◆ **Exercise brief**
Reproduce every record below, character by character.

◆ **Input material**
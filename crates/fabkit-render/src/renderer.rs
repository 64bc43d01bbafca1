//! Renderer trait abstraction.

use fabkit_core::{CircularButton, OverlayGraphic, Paint};
use kurbo::{Affine, Rect, Vec2};
use serde::{Deserialize, Serialize};
use thiserror::Error;

/// Renderer errors.
#[derive(Debug, Error)]
pub enum RendererError {
    #[error("Failed to decode overlay asset {asset:?}: {reason}")]
    AssetDecode { asset: String, reason: String },
    #[error("Unknown overlay asset: {0}")]
    UnknownAsset(String),
}

/// Result type for renderer operations.
pub type RenderResult<T> = Result<T, RendererError>;

/// Angular extent of an arc, in degrees.
#[derive(Debug, Clone, Copy, PartialEq, Serialize, Deserialize)]
#[serde(rename_all = "camelCase")]
pub struct Sweep {
    pub start_degrees: f64,
    pub sweep_degrees: f64,
}

impl Sweep {
    /// A complete circle starting at 0°.
    pub const FULL: Self = Self {
        start_degrees: 0.0,
        sweep_degrees: 360.0,
    };

    pub fn is_full(&self) -> bool {
        self.sweep_degrees.abs() >= 360.0
    }
}

/// Per-frame settings shared by every painter.
#[derive(Debug, Clone, Copy, PartialEq)]
pub struct RenderContext {
    /// Translation applied before drawing, compensating hairline rasterization.
    pub hairline_offset: f64,
    /// Device pixel ratio (for HiDPI).
    pub scale_factor: f64,
    /// Whether painters should anti-alias edges.
    pub anti_alias: bool,
}

impl Default for RenderContext {
    fn default() -> Self {
        Self {
            hairline_offset: 1.0,
            scale_factor: 1.0,
            anti_alias: true,
        }
    }
}

impl RenderContext {
    /// Create a new render context.
    pub fn new() -> Self {
        Self::default()
    }

    /// Set the hairline offset.
    pub fn with_hairline_offset(mut self, offset: f64) -> Self {
        self.hairline_offset = offset;
        self
    }

    /// Set the scale factor for HiDPI.
    pub fn with_scale_factor(mut self, scale_factor: f64) -> Self {
        self.scale_factor = scale_factor;
        self
    }

    /// Enable or disable anti-aliasing.
    pub fn with_anti_alias(mut self, anti_alias: bool) -> Self {
        self.anti_alias = anti_alias;
        self
    }

    /// Transform from button-local coordinates to device coordinates for
    /// a button placed at `bounds`.
    pub fn transform_for(&self, bounds: Rect) -> Affine {
        Affine::scale(self.scale_factor)
            * Affine::translate(bounds.origin().to_vec2())
            * Affine::translate(Vec2::new(self.hairline_offset, self.hairline_offset))
    }
}

/// Sink for the draw operations a button emits.
///
/// Implementations can record operations, encode a Vello scene, or paint
/// through an immediate-mode UI painter. Painting never fails; backends that
/// cannot honour an operation skip it.
pub trait Painter {
    /// Fill the arc inscribed in `rect`.
    fn fill_arc(&mut self, rect: Rect, sweep: Sweep, paint: &Paint, transform: Affine);

    /// Stroke the outline of the arc inscribed in `rect`.
    fn stroke_arc(&mut self, rect: Rect, sweep: Sweep, paint: &Paint, transform: Affine);

    /// Draw an overlay graphic fitted into `target`.
    fn draw_overlay(&mut self, overlay: &OverlayGraphic, target: Rect, transform: Affine);
}

/// Paint `button` into `bounds`.
///
/// Layers are emitted in a fixed order: filled disc, ring, overlay. The output
/// depends only on the button's style, `bounds` and `ctx`.
pub fn render_button<P: Painter + ?Sized>(
    painter: &mut P,
    button: &CircularButton,
    bounds: Rect,
    ctx: &RenderContext,
) {
    let transform = ctx.transform_for(bounds);
    let geometry = button.geometry(bounds.size());

    let mut fill = button.fill_paint();
    fill.anti_alias = ctx.anti_alias;
    painter.fill_arc(geometry.arc, Sweep::FULL, &fill, transform);

    let mut stroke = button.stroke_paint();
    stroke.anti_alias = ctx.anti_alias;
    painter.stroke_arc(geometry.arc, Sweep::FULL, &stroke, transform);

    if let (Some(overlay), Some(target)) = (button.overlay(), geometry.overlay) {
        painter.draw_overlay(overlay, target, transform);
    }
}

◆ **Answer space**
filename crates/fabkit-render/src/renderer.rs
repository 64bc43d01bbafca1
//! Renderer trait abstraction.

use fabkit_core::{CircularButton, OverlayGraphic, Paint};
use kurbo::{Affine, Rect, Vec2};
use serde::{Deserialize, Serialize};
use thiserror::Error;

/// Renderer errors.
#[derive(Debug, Error)]
pub enum RendererError {
    #[error("Failed to decode overlay asset {asset:?}: {reason}")]
    AssetDecode { asset: String, reason: String },
    #[error("Unknown overlay asset: {0}")]
    UnknownAsset(String),
}

/// Result type for renderer operations.
pub type RenderResult<T> = Result<T, RendererError>;

/// Angular extent of an arc, in degrees.
#[derive(Debug, Clone, Copy, PartialEq, Serialize, Deserialize)]
#[serde(rename_all = "camelCase")]
pub struct Sweep {
    pub start_degrees: f64,
    pub sweep_degrees: f64,
}

impl Sweep {
    /// A complete circle starting at 0°.
    pub const FULL: Self = Self {
        start_degrees: 0.0,
        sweep_degrees: 360.0,
    };

    pub fn is_full(&self) -> bool {
        self.sweep_degrees.abs() >= 360.0
    }
}

/// Per-frame settings shared by every painter.
#[derive(Debug, Clone, Copy, PartialEq)]
pub struct RenderContext {
    /// Translation applied before drawing, compensating hairline rasterization.
    pub hairline_offset: f64,
    /// Device pixel ratio (for HiDPI).
    pub scale_factor: f64,
    /// Whether painters should anti-alias edges.
    pub anti_alias: bool,
}

impl Default for RenderContext {
    fn default() -> Self {
        Self {
            hairline_offset: 1.0,
            scale_factor: 1.0,
            anti_alias: true,
        }
    }
}

impl RenderContext {
    /// Create a new render context.
    pub fn new() -> Self {
        Self::default()
    }

    /// Set the hairline offset.
    pub fn with_hairline_offset(mut self, offset: f64) -> Self {
        self.hairline_offset = offset;
        self
    }

    /// Set the scale factor for HiDPI.
    pub fn with_scale_factor(mut self, scale_factor: f64) -> Self {
        self.scale_factor = scale_factor;
        self
    }

    /// Enable or disable anti-aliasing.
    pub fn with_anti_alias(mut self, anti_alias: bool) -> Self {
        self.anti_alias = anti_alias;
        self
    }

    /// Transform from button-local coordinates to device coordinates for
    /// a button placed at `bounds`.
    pub fn transform_for(&self, bounds: Rect) -> Affine {
        Affine::scale(self.scale_factor)
            * Affine::translate(bounds.origin().to_vec2())
            * Affine::translate(Vec2::new(self.hairline_offset, self.hairline_offset))
    }
}

/// Sink for the draw operations a button emits.
///
/// Implementations can record operations, encode a Vello scene, or paint
/// through an immediate-mode UI painter. Painting never fails; backends that
/// cannot honour an operation skip it.
pub trait Painter {
    /// Fill the arc inscribed in `rect`.
    fn fill_arc(&mut self, rect: Rect, sweep: Sweep, paint: &Paint, transform: Affine);

    /// Stroke the outline of the arc inscribed in `rect`.
    fn stroke_arc(&mut self, rect: Rect, sweep: Sweep, paint: &Paint, transform: Affine);

    /// Draw an overlay graphic fitted into `target`.
    fn draw_overlay(&mut self, overlay: &OverlayGraphic, target: Rect, transform: Affine);
}

/// Paint `button` into `bounds`.
///
/// Layers are emitted in a fixed order: filled disc, ring, overlay. The output
/// depends only on the button's style, `bounds` and `ctx`.
pub fn render_button<P: Painter + ?Sized>(
    painter: &mut P,
    button: &CircularButton,
    bounds: Rect,
    ctx: &RenderContext,
) {
    let transform = ctx.transform_for(bounds);
    let geometry = button.geometry(bounds.size());

    let mut fill = button.fill_paint();
    fill.anti_alias = ctx.anti_alias;
    painter.fill_arc(geometry.arc, Sweep::FULL, &fill, transform);

    let mut stroke = button.stroke_paint();
    stroke.anti_alias = ctx.anti_alias;
    painter.stroke_arc(geometry.arc, Sweep::FULL, &stroke, transform);

    if let (Some(overlay), Some(target)) = (button.overlay(), geometry.overlay) {
        painter.draw_overlay(overlay, target, transform);
    }
}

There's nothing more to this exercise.